YOUR TASK.
In the entries that follow, find the word "HostingStatus" and report each line it is on.

(Saved entries)
******
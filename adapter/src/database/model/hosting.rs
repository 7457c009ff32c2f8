use chrono::{DateTime, Utc};
use kernel::model::hosting::{Guest, Hosting, HostingStatus};
use kernel::model::id::{EmployeeId, HostingId, RoomId};
use sqlx::types::Json;

#[derive(sqlx::FromRow)]
pub struct HostingRow {
    pub id: HostingId,
    pub employee_id: EmployeeId,
    pub room_id: Option<RoomId>,
    pub guest_first_name: String,
    pub guest_last_name: String,
    pub guests: Json<Vec<Guest>>,
    pub applied_guest_count: i32,
    pub start_date: DateTime<Utc>,
    pub end_date: DateTime<Utc>,
    pub notes: Option<String>,
    pub status: HostingStatus,
}

impl From<HostingRow> for Hosting {
    fn from(value: HostingRow) -> Self {
        let HostingRow {
            id,
            employee_id,
            room_id,
            guest_first_name,
            guest_last_name,
            guests,
            applied_guest_count,
            start_date,
            end_date,
            notes,
            status,
        } = value;
        Hosting {
            id,
            employee_id,
            room_id,
            guest_first_name,
            guest_last_name,
            guests: guests.0,
            applied_guest_count,
            start_date,
            end_date,
            notes,
            status,
        }
    }
}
******
OUTPUT BELOW.
use kernel::model::hosting::{Guest, Hosting, HostingStatus};
    pub status: HostingStatus,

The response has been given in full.